I diversi quesiti ancora aperti
Sebbene l’idea di riutilizzare i gas serra di scarto come materia prima sembri una proposta vantaggiosa per tutti, sorgono molte domande sulla fattibilità di ogni percorso di utilizzo della CO2. Porterà davvero a una riduzione delle emissioni? Quali sono gli ostacoli finanziari e pratici alla sua commercializzazione? È in grado di “scalare”per affrontare in modo significativo il cambiamento climatico?
Queste sono alcune delle difficili domande che IDTechEx ha affrontato nell’ultimo rapporto “Carbon Dioxide (CO2) Utilization 2022-2042: Technologies, Market Forecasts, and Players”, che si concentra non solo sull’uso della CO2 nei mercati dei polimeri e della chimica, ma anche nel recupero del petrolio, nei materiali da costruzione, nei carburanti e nell’aumento della resa biologica.
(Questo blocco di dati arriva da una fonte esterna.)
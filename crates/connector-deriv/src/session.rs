//! Authenticated session over a correlated connection.
//!
//! Every successful (re)connect must be followed by `authorize` before any
//! other request; [`Session::establish`] does both. Requests issued while the
//! session is not [`AuthState::Authenticated`] fail fast with
//! [`SessionError::NotAuthenticated`].

use crate::correlation::Correlator;
use crate::error::{AuthError, CorrelationError, SessionError};
use crate::protocol::{api_error, authorize_request, AuthorizeRaw};
use auth::ApiToken;
use connector_core::Transport;
use parking_lot::RwLock;
use serde_json::Value;
use std::fmt;
use std::time::Duration;
use tracing::{info, warn};

/// Default bound on a single request/response round-trip.
pub const DEFAULT_REQUEST_TIMEOUT: Duration = Duration::from_secs(10);

/// Authentication gate.
#[derive(Debug, Clone, Copy, PartialEq, Eq, Default)]
pub enum AuthState {
    #[default]
    Unauthenticated,
    Authenticating,
    Authenticated,
}

impl fmt::Display for AuthState {
    fn fmt(&self, f: &mut fmt::Formatter<'_>) -> fmt::Result {
        match self {
            Self::Unauthenticated => write!(f, "unauthenticated"),
            Self::Authenticating => write!(f, "authenticating"),
            Self::Authenticated => write!(f, "authenticated"),
        }
    }
}

/// Result of a successful `authorize`.
#[derive(Debug, Clone, PartialEq, Eq)]
pub enum AuthStatus {
    Authenticated {
        login_id: Option<String>,
        currency: Option<String>,
    },
}

pub struct Session<T> {
    correlator: Correlator<T>,
    token: ApiToken,
    state: RwLock<AuthState>,
    request_timeout: Duration,
}

impl<T: Transport> Session<T> {
    pub fn new(transport: T, token: ApiToken) -> Self {
        Self {
            correlator: Correlator::new(transport),
            token,
            state: RwLock::new(AuthState::Unauthenticated),
            request_timeout: DEFAULT_REQUEST_TIMEOUT,
        }
    }

    pub fn with_request_timeout(mut self, timeout: Duration) -> Self {
        self.request_timeout = timeout;
        self
    }

    pub fn request_timeout(&self) -> Duration {
        self.request_timeout
    }

    pub fn state(&self) -> AuthState {
        *self.state.read()
    }

    pub fn is_authenticated(&self) -> bool {
        self.state() == AuthState::Authenticated
    }

    pub async fn is_connected(&self) -> bool {
        self.correlator.is_connected().await
    }

    pub fn correlator(&self) -> &Correlator<T> {
        &self.correlator
    }

    fn set_state(&self, state: AuthState) {
        *self.state.write() = state;
    }

    /// Connect (replacing any previous connection) and authorize.
    pub async fn establish(&self) -> Result<AuthStatus, AuthError> {
        self.set_state(AuthState::Unauthenticated);
        self.correlator
            .connect()
            .await
            .map_err(CorrelationError::from)?;
        self.authenticate().await
    }

    /// Authorize the current connection with the session's token.
    pub async fn authenticate(&self) -> Result<AuthStatus, AuthError> {
        self.set_state(AuthState::Authenticating);

        match self.authorize().await {
            Ok(status) => {
                self.set_state(AuthState::Authenticated);
                Ok(status)
            }
            Err(e) => {
                self.set_state(AuthState::Unauthenticated);
                Err(e)
            }
        }
    }

    async fn authorize(&self) -> Result<AuthStatus, AuthError> {
        let response = self
            .correlator
            .send_and_await(authorize_request(&self.token), self.request_timeout)
            .await?;

        if let Some(err) = api_error(&response) {
            warn!(
                code = %err.code,
                message = %err.message,
                token = %self.token.masked(),
                "Authorization rejected"
            );
            return Err(AuthError::Rejected {
                code: err.code,
                message: err.message,
            });
        }

        let raw = response
            .get("authorize")
            .ok_or_else(|| AuthError::Malformed("response has no authorize field".into()))?;
        let info: AuthorizeRaw = serde_json::from_value(raw.clone())
            .map_err(|e| AuthError::Malformed(e.to_string()))?;

        info!(
            login_id = info.loginid.as_deref().unwrap_or("unknown"),
            currency = info.currency.as_deref().unwrap_or("unknown"),
            token = %self.token.masked(),
            "Authorized"
        );

        Ok(AuthStatus::Authenticated {
            login_id: info.loginid,
            currency: info.currency,
        })
    }

    /// Send an authenticated request and await its response.
    ///
    /// A lost connection drops the session back to `Unauthenticated`.
    pub async fn request(&self, request: Value) -> Result<Value, SessionError> {
        if !self.is_authenticated() {
            return Err(SessionError::NotAuthenticated);
        }

        match self
            .correlator
            .send_and_await(request, self.request_timeout)
            .await
        {
            Ok(response) => Ok(response),
            Err(e) => {
                if e.is_connection_loss() {
                    self.set_state(AuthState::Unauthenticated);
                }
                Err(e.into())
            }
        }
    }

    pub async fn close(&self) {
        self.set_state(AuthState::Unauthenticated);
        self.correlator.close().await;
    }
}

#[cfg(test)]
mod tests {
    use super::*;
    use connector_core::testing::{Reply, ScriptedTransport, TranscriptEntry};
    use serde_json::json;

    fn token() -> ApiToken {
        ApiToken::new("a1-testtoken".into())
    }

    fn authorize_ok() -> Reply {
        Reply::Json(json!({
            "msg_type": "authorize",
            "authorize": {"loginid": "VRTC123", "currency": "USD", "balance": 10000}
        }))
    }

    fn session(transport: ScriptedTransport) -> Session<ScriptedTransport> {
        Session::new(transport, token()).with_request_timeout(Duration::from_millis(200))
    }

    #[tokio::test]
    async fn test_establish_authorizes() {
        let transport = ScriptedTransport::new(|_, req| {
            if req.get("authorize").is_some() {
                vec![authorize_ok()]
            } else {
                Vec::new()
            }
        });
        let transcript = transport.transcript();
        let session = session(transport);

        let status = session.establish().await.unwrap();
        assert_eq!(
            status,
            AuthStatus::Authenticated {
                login_id: Some("VRTC123".into()),
                currency: Some("USD".into()),
            }
        );
        assert_eq!(session.state(), AuthState::Authenticated);

        let sent = transcript.sent_with_key("authorize");
        assert_eq!(sent.len(), 1);
        assert_eq!(sent[0]["authorize"], "a1-testtoken");
    }

    #[tokio::test]
    async fn test_rejected_token_is_fatal() {
        let transport = ScriptedTransport::new(|_, _| {
            vec![Reply::Json(json!({
                "msg_type": "authorize",
                "error": {"code": "InvalidToken", "message": "The token is invalid."}
            }))]
        });
        let session = session(transport);

        let err = session.establish().await.unwrap_err();
        assert!(err.is_fatal());
        match err {
            AuthError::Rejected { code, .. } => assert_eq!(code, "InvalidToken"),
            other => panic!("unexpected error: {other:?}"),
        }
        assert_eq!(session.state(), AuthState::Unauthenticated);
    }

    #[tokio::test]
    async fn test_connect_failure_is_not_fatal() {
        let transport = ScriptedTransport::new(|_, _| vec![authorize_ok()]).refusing_connections();
        let session = session(transport);

        let err = session.establish().await.unwrap_err();
        assert!(!err.is_fatal());
        assert!(matches!(err, AuthError::Correlation(CorrelationError::Transport(_))));
    }

    #[tokio::test]
    async fn test_request_requires_authentication() {
        let transport = ScriptedTransport::new(|_, _| vec![authorize_ok()]);
        let transcript = transport.transcript();
        let session = session(transport);
        session.correlator().connect().await.unwrap();

        let err = session.request(json!({"ping": 1})).await.unwrap_err();
        assert!(matches!(err, SessionError::NotAuthenticated));
        assert!(transcript.sent().is_empty());
    }

    #[tokio::test]
    async fn test_connection_loss_requires_reauth() {
        let transport = ScriptedTransport::new(|connection, req| {
            if req.get("authorize").is_some() {
                vec![authorize_ok()]
            } else if connection == 1 {
                vec![Reply::Disconnect]
            } else {
                vec![Reply::Json(json!({"msg_type": "ping", "ping": "pong"}))]
            }
        });
        let transcript = transport.transcript();
        let session = session(transport);

        session.establish().await.unwrap();
        let err = session.request(json!({"ping": 1})).await.unwrap_err();
        assert!(err.needs_reconnect());
        assert_eq!(session.state(), AuthState::Unauthenticated);
        assert!(matches!(
            session.request(json!({"ping": 1})).await,
            Err(SessionError::NotAuthenticated)
        ));

        session.establish().await.unwrap();
        let response = session.request(json!({"ping": 1})).await.unwrap();
        assert_eq!(response["ping"], "pong");

        // On the second connection authorize precedes everything else
        let second: Vec<Value> = transcript
            .entries()
            .into_iter()
            .filter_map(|e| match e {
                TranscriptEntry::Sent { connection: 2, request } => Some(request),
                _ => None,
            })
            .collect();
        assert_eq!(second.len(), 2);
        assert!(second[0].get("authorize").is_some());
        assert!(second[1].get("ping").is_some());
    }

    #[tokio::test]
    async fn test_timeout_keeps_session_authenticated() {
        let transport = ScriptedTransport::new(|_, req| {
            if req.get("authorize").is_some() {
                vec![authorize_ok()]
            } else {
                Vec::new()
            }
        });
        let session = session(transport);
        session.establish().await.unwrap();

        let err = session.request(json!({"ping": 1})).await.unwrap_err();
        assert!(err.is_timeout());
        assert!(!err.needs_reconnect());
        assert!(session.is_authenticated());
    }
}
Rimane il fatto che, non tutti i percorsi di utilizzo della CO2 sono ugualmente vantaggiosi per gli obiettivi climatici e non tutti saranno economicamente scalabili. Le risorse scarse che hanno usi alternativi devono essere allocate dove è più probabile che generino valore economico e mitigazione dei cambiamenti climatici. Ma, dal momento che la sete di plastica nel mondo non accenna a diminuire, un’economia circolare del carbonio può aiutare a mantenere lo stile di vita delle persone, promuovendo però un’industria petrolchimica che consideri i rifiuti di CO2 come una materia prima valida.